The Public Option That Isn't Public At All

As I predicted some time ago, the interminable smoke and mirrors game going on in Congress will most likely end with the adoption a "public option" that isn't public at all. In fact, it resembles the plan first proposed by the Heritage Foundation, premier architects of conservative policy, back in the 1980s under Reagan. Then, as now, the scheme essentially imitates the Federal Employees Health Benefits program, which gives people a choice of various private insurance company plans, sanctioned by an independent authorizing board. There is nothing really public about this program. In fact, it keeps access to health care firmly within the grip of the private insurance industry. And it isn't cheap either: Some federal employees have opted out because they can't afford their share of the costs.

This is the Democrats' idea of a "compromise"--not with the Republicans, but with the so-called moderates within their own party. A group of ten Democratic senators (ten liberal, ten not) huddled over the weekend to work out plan that could get through the Senate, and President Obama paid a "rare Sunday trip" to Capitol Hill to drum up party unity on the issue. What came out of all this is a public option so weak that it seems more like a last-ditch piece of political face-saving than a genuine effort to improve access to health care. Here is how the Washington Post on Tuesday described the deal:

Sen. Ben Nelson, D-Neb., said the idea is on the table as part of an emerging compromise under which liberals would back away from their demand for a new government health insurance plan to compete with private carriers. Instead of a so-called public plan, the compromise envisions private insurers operating under the auspices of the government agency that now manages the federal employee health plan--the same one that covers members of Congress.

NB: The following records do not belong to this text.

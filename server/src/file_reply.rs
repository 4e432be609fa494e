use axum::{
    body::Body,
    http::{header, HeaderValue},
    response::{IntoResponse, Response},
};
use kernel::StoredFile;
use tokio::fs::File;
use tokio_util::io::ReaderStream;
use utoipa::{
    openapi::{
        self, content, schema::Type, KnownFormat, ObjectBuilder, RefOr, ResponseBuilder,
        SchemaFormat,
    },
    ToResponse,
};

/// Streams a stored file back as a download attachment.
pub struct FileReply {
    file: File,
    info: StoredFile,
}

impl FileReply {
    #[must_use]
    pub fn new(file: File, info: StoredFile) -> Self {
        Self { file, info }
    }

    fn disposition(&self) -> String {
        let name = name_from_path(&self.info.original_name).replace(['"', '\r', '\n'], "_");
        format!(r#"attachment; filename="{name}""#)
    }
}

fn name_from_path(path: &str) -> &str {
    if let Some(ix) = path.rfind(['\\', '/']) {
        &path[ix + 1..]
    } else {
        path
    }
}

impl IntoResponse for FileReply {
    fn into_response(self) -> Response {
        let attachment = self.disposition();
        let len = self.info.size.to_string();
        let mut res = Body::from_stream(ReaderStream::new(self.file)).into_response();
        let headers = res.headers_mut();
        headers.insert(
            header::CONTENT_TYPE,
            HeaderValue::from_static("application/octet-stream"),
        );
        if let Ok(val) = HeaderValue::from_str(&attachment) {
            headers.insert(header::CONTENT_DISPOSITION, val);
        }
        if let Ok(val) = HeaderValue::from_str(&len) {
            headers.insert(header::CONTENT_LENGTH, val);
        }

        res
    }
}

impl ToResponse<'static> for FileReply {
    fn response() -> (&'static str, RefOr<openapi::Response>) {
        let object = ObjectBuilder::new()
            .schema_type(Type::String)
            .format(Some(SchemaFormat::KnownFormat(KnownFormat::Binary)))
            .build();
        let content = content::Content::new(Some(object));
        (
            "FileReply",
            ResponseBuilder::new()
                .description("Stored file content as an attachment")
                .content("application/octet-stream", content)
                .build()
                .into(),
        )
    }
}
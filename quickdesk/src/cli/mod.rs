pub mod bugreport;
pub mod client;
pub mod server;
pub mod token;
pub mod version;

pub const SERVER_SUBCOMMAND: &str = "server";
pub const SERVER_DESCRIPTION: &str = "Run the upload server";

pub const VERSION_SUBCOMMAND: &str = "version";
pub const VERSION_DESCRIPTION: &str = "Display the version and build information";

pub const BUGREPORT_SUBCOMMAND: &str = "bugreport";
pub const BUGREPORT_DESCRIPTION: &str = "Collect information about the system and the environment for bug reports";

pub const UPLOAD_SUBCOMMAND: &str = "upload";
pub const UPLOAD_DESCRIPTION: &str = "Upload one or more files";

pub const DOWNLOAD_SUBCOMMAND: &str = "download";
pub const DOWNLOAD_DESCRIPTION: &str = "Download a stored file";

pub const INFO_SUBCOMMAND: &str = "info";
pub const INFO_DESCRIPTION: &str = "Show metadata of a stored file";

pub const DELETE_SUBCOMMAND: &str = "delete";
pub const DELETE_DESCRIPTION: &str = "Delete a stored file";

pub const STATS_SUBCOMMAND: &str = "stats";
pub const STATS_DESCRIPTION: &str = "Show storage statistics (admin)";

pub const CLEANUP_SUBCOMMAND: &str = "cleanup";
pub const CLEANUP_DESCRIPTION: &str = "Delete files older than the given number of days (admin)";

pub const TOKEN_SUBCOMMAND: &str = "token";
pub const TOKEN_DESCRIPTION: &str = "Issue an access token signed with QUICKDESK_JWT_SECRET";

pub const DEFAULT_URI: &str = "http://localhost:5000";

There is a possible secondary piece to this compromise, also described by the Post, that involves opening Medicare to middle-aged people--say from 55-65, at which point they could formally join Medicare. But it's not much of a threat to private insurers, either; in fact, it would probably attract the older, sicker people who presently can't get private insurance at all. This option, too, would be far from cheap, as the Post reports: "A current buy-in available to those 65 and older who don't qualify because of work history costs about $550 a month." And it's unlikely to stick anyway, since Olympia Snowe doesn't seem to like it.

Some media accounts are depicting this FEHB model as a last-ditch, last resort position from an administration and Congress whose more liberal efforts have all been thwarted. But as I've noted in the past, Obama has been talking about the Federal Employee Health Benefits program since his campaign days, and it’s possible that this has been the White House’s back-burner strategy for a "public" option all along. Back in mid-March, Government Executive reported that  ”the Obama administration is looking closely at the federal government’s health insurance program as it undertakes nationwide health care reform, a senior adviser to the president said.” In the same month, Senate Finance chair Max Baucus also hinted that the FEHB might provide the “compromise” that would allow bipartisan support, as consumer reported. 

So we've ended up pretty much just where we should have expected: Liberals are set to back off their demands, showing them to be just so much hot air. Republicans, with a high level of gall even for them, are accusing the Democrats of abandoning bipartisanship. And any genuine, government run public option, which so many saw as the key to true health care reform, is nothing more than a corpse being dragged through the streets.